Elevated FSH levels are a good indication that a woman's egg supply is diminishing, or diminished. Age is the No. 1 indicator that a woman will have high FSH levels. Typically, FSH levels begin to rise naturally about 10 years before a woman enters menopause, and postmenopausal women may have levels of FSH that fall between 25.8 and 134.8 mIU/ml [source: National Institutes of Health].

What's happening here is that the body is always trying to stimulate eggs, long after a woman's egg supply is spent. High FSH is absolutely normal in postmenopausal women. High FSH in premenopausal women, however, may be caused by problems such as a pituitary gland disorder or chemotherapy and radiation treatment. Let's find out what, if anything, can be done to lower FSH levels when they've become too high.

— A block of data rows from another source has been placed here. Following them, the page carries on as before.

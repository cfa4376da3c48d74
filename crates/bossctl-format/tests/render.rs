use bossctl_format::{Error, OutputAs, PresentationSpec, ResultPipeline};
use bossctl_types::models::{AdapterInstance, AdminState, ConnectStatus, Device, OperStatus, PmConfigs};
use bossctl_types::{Data, Fields};
use chrono::{DateTime, TimeZone, Utc};
use pretty_assertions::assert_eq;

fn now() -> DateTime<Utc> {
    Utc.with_ymd_and_hms(2024, 3, 10, 12, 0, 0).unwrap()
}

fn pipeline() -> ResultPipeline {
    ResultPipeline::default().with_now(now())
}

fn device(id: &str, device_type: &str, oper: OperStatus) -> Device {
    Device {
        id: id.to_string(),
        device_type: device_type.to_string(),
        root: device_type == "openolt",
        serial_number: format!("SN-{}", id),
        admin_state: AdminState::Enabled,
        oper_status: oper,
        connect_status: ConnectStatus::Reachable,
        ..Default::default()
    }
}

fn devices() -> Data<Device> {
    Data::Many(vec![
        device("olt-2", "openolt", OperStatus::Active),
        device("onu-1", "brcm_openomci_onu", OperStatus::Discovered),
        device("olt-1", "openolt", OperStatus::Active),
    ])
}

fn table(format: &str) -> PresentationSpec {
    PresentationSpec {
        format: format.to_string(),
        ..Default::default()
    }
}

#[test]
fn test_filter_example() {
    let data = Data::Many(vec![
        Fields::new().with("Id", "a").with("State", "ACTIVE"),
        Fields::new().with("Id", "b").with("State", "DOWN"),
    ]);
    let spec = PresentationSpec {
        filter: "State=ACTIVE".to_string(),
        output_as: OutputAs::Json,
        ..Default::default()
    };
    let out = pipeline().render(&data, &spec).unwrap();
    assert_eq!(
        out,
        r#"[
  {
    "Id": "a",
    "State": "ACTIVE"
  }
]
"#
    );
}

#[test]
fn test_device_table_filtered_and_ordered() {
    let spec = PresentationSpec {
        filter: "OperStatus=ACTIVE".to_string(),
        order_by: "Id".to_string(),
        ..table("table{{.Id}}\t{{.Type}}\t{{.Root}}\t{{.SerialNumber}}\t{{.AdminState}}\t{{.OperStatus}}")
    };
    let out = pipeline().render(&devices(), &spec).unwrap();
    insta::assert_snapshot!(out.replace('\t', " | "), @r"
    ID | TYPE | ROOT | SERIALNUMBER | ADMINSTATE | OPERSTATUS
    olt-1 | openolt | true | SN-olt-1 | ENABLED | ACTIVE
    olt-2 | openolt | true | SN-olt-2 | ENABLED | ACTIVE
    ");
}

#[test]
fn test_inspect_single_record() {
    let data = Data::One(device("olt-1", "openolt", OperStatus::Active));
    let spec = table("ID: {{.Id}}\n  TYPE:          {{.Type}}\n  OPERSTATUS:    {{.OperStatus}}");
    let out = pipeline().render(&data, &spec).unwrap();
    assert_eq!(
        out,
        "ID: olt-1\n  TYPE:          openolt\n  OPERSTATUS:    ACTIVE\n"
    );
}

#[test]
fn test_unknown_field_is_rejected_for_typed_records() {
    let err = pipeline()
        .render(&devices(), &table("table{{.Id}}\t{{.Colour}}"))
        .unwrap_err();
    assert!(matches!(err, Error::FieldResolution(_)));
    assert!(err.to_string().contains("Colour"));
}

#[test]
fn test_unknown_field_is_empty_for_untyped_records() {
    let data = Data::Many(vec![Fields::new().with("Id", "x")]);
    let out = pipeline()
        .render(&data, &table("table{{.Id}}|{{.Colour}}|"))
        .unwrap();
    assert_eq!(out, "ID\tCOLOUR\nx||\n");
}

#[test]
fn test_gosince_column_header() {
    let adapter = AdapterInstance {
        id: "openolt_1".to_string(),
        vendor: "VOLTHA OpenOLT".to_string(),
        current_replica: 1,
        total_replicas: 1,
        last_communication: Some(Utc.with_ymd_and_hms(2024, 3, 10, 11, 58, 30).unwrap()),
        ..Default::default()
    };
    let out = pipeline()
        .render(
            &Data::Many(vec![adapter]),
            &table("table{{ .Id }}\t{{ .CurrentReplica }}\t{{ gosince .LastCommunication}}"),
        )
        .unwrap();
    assert_eq!(out, "ID\tCURRENTREPLICA\tLASTCOMMUNICATION\nopenolt_1\t1\t1m30s\n");
}

#[test]
fn test_pm_metrics_range_and_first_element_traversal() {
    let configs: PmConfigs = serde_json::from_str(
        r#"{
            "id": "onu-1",
            "defaultFreq": 60,
            "grouped": false,
            "metrics": [
                {"name": "rx_bytes", "type": "COUNTER", "enabled": true, "sampleFreq": 15},
                {"name": "temperature", "type": "GAUGE", "enabled": false, "sampleFreq": 60}
            ]
        }"#,
    )
    .unwrap();
    let data = Data::One(configs);

    let out = pipeline()
        .render(
            &data,
            &table("{{.Id}} first={{.Metrics.Name}}{{range .Metrics}} {{.Name}}:{{yesno .Enabled}}{{end}}"),
        )
        .unwrap();
    assert_eq!(out, "onu-1 first=rx_bytes rx_bytes:yes temperature:no\n");
}

#[test]
fn test_name_truncation_in_table_only() {
    let data = Data::Many(vec![
        Fields::new().with("Name", "voltha-adapter-openonu-7d9c"),
        Fields::new().with("Name", "etcd-0"),
    ]);
    let spec = PresentationSpec {
        name_limit: 10,
        ..table("{{.Name}}")
    };
    let out = pipeline().render(&data, &spec).unwrap();
    assert_eq!(out, "voltha-ad…\netcd-0\n");

    let yaml = pipeline()
        .render(
            &data,
            &PresentationSpec {
                output_as: OutputAs::Yaml,
                ..spec
            },
        )
        .unwrap();
    assert!(yaml.contains("voltha-adapter-openonu-7d9c"));
}

#[test]
fn test_empty_list_structured() {
    let data: Data<Device> = Data::Many(Vec::new());
    let json = PresentationSpec {
        output_as: OutputAs::Json,
        ..Default::default()
    };
    assert_eq!(pipeline().render(&data, &json).unwrap(), "[]\n");
}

Women who are diagnosed with high FSH levels may find they're able to lower them with prescribed hormones. For premenopausal women who aren't trying to get pregnant, birth control pills are frequently used to balance hormones. For women who are trying to conceive, synthetic estrogen is a frequent solution, as well as drugs such as cimetidine, clomiphene, digitalis and levodopa -- prescription drugs often used to alter hormone levels during fertility treatments in an effort to conceive before donor eggs are recommended.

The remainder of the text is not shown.